**Task directions:**
Show all lines from the records below in which the string "extraction" is present.
= = =
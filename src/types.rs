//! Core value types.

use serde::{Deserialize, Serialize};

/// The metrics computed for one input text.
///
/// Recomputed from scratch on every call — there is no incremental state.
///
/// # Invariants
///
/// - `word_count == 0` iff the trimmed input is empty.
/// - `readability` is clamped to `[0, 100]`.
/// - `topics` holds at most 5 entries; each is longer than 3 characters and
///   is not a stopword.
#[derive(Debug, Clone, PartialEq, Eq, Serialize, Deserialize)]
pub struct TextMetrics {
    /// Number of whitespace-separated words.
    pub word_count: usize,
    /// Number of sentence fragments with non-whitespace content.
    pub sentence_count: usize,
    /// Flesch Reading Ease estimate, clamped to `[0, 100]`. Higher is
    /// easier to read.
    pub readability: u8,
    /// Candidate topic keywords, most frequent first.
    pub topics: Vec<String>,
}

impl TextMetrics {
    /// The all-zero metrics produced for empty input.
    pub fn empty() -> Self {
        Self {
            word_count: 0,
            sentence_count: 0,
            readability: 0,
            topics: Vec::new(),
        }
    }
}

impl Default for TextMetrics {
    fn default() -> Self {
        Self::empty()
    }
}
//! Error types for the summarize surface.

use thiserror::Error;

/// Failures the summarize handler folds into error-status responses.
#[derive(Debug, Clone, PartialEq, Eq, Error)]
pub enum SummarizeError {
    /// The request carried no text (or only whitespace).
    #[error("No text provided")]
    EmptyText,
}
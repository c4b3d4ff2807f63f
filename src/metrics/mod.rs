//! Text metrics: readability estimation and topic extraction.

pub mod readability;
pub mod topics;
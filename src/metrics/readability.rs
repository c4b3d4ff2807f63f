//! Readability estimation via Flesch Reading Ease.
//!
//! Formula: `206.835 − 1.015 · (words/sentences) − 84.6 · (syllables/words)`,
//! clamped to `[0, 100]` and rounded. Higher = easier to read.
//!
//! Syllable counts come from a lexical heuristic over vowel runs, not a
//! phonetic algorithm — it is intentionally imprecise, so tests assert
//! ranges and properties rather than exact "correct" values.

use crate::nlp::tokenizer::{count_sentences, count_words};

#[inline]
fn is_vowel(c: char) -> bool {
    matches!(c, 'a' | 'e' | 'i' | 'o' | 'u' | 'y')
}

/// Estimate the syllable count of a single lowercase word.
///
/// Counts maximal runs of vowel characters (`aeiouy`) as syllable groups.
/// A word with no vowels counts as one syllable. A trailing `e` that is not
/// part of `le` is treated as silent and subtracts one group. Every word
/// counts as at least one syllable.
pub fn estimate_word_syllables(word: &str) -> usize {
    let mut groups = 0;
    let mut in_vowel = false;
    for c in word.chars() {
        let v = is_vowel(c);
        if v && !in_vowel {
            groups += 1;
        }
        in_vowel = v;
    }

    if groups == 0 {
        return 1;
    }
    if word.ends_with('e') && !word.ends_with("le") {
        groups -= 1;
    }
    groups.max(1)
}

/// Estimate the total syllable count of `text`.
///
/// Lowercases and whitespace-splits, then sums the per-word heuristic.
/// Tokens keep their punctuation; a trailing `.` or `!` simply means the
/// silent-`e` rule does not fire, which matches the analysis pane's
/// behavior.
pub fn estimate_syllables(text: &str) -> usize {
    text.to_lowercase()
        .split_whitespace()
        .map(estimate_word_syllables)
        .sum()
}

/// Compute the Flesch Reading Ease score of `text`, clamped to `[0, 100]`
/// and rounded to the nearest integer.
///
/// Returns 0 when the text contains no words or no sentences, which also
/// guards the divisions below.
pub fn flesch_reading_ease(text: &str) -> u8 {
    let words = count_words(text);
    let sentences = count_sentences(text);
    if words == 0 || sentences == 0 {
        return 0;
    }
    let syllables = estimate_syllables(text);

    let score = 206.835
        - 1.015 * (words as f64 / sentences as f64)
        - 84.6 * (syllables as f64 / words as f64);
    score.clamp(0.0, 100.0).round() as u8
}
= = =
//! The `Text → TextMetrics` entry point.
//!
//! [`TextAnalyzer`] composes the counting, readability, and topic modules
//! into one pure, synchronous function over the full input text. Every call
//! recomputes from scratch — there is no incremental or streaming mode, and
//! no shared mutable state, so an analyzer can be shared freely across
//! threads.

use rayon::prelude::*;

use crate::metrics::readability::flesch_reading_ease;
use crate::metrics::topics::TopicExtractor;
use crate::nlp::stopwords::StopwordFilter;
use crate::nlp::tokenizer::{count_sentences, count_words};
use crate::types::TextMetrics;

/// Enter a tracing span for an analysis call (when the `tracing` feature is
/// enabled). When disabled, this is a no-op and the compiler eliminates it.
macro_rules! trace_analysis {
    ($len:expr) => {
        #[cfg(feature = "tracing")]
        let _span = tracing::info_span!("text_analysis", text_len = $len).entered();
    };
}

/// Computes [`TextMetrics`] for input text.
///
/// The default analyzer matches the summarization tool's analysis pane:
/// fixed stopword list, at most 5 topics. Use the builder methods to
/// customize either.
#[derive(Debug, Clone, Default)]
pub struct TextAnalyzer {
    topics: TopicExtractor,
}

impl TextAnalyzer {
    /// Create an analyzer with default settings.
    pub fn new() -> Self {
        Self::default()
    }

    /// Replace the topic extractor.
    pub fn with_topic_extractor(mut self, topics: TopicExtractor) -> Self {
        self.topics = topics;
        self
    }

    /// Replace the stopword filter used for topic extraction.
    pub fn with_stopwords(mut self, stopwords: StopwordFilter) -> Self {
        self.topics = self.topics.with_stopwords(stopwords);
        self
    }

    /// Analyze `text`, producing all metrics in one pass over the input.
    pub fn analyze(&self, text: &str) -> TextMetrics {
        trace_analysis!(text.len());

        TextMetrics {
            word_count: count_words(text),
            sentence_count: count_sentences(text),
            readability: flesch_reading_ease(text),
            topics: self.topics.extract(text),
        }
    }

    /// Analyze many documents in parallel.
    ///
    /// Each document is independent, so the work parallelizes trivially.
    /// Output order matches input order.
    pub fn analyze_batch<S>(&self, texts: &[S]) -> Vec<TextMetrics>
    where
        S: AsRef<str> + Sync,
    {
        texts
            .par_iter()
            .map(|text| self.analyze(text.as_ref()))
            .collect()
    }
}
= = =
**Result of the task:**
//! Text metrics: readability estimation and topic extraction.
    /// Replace the stopword filter used for topic extraction.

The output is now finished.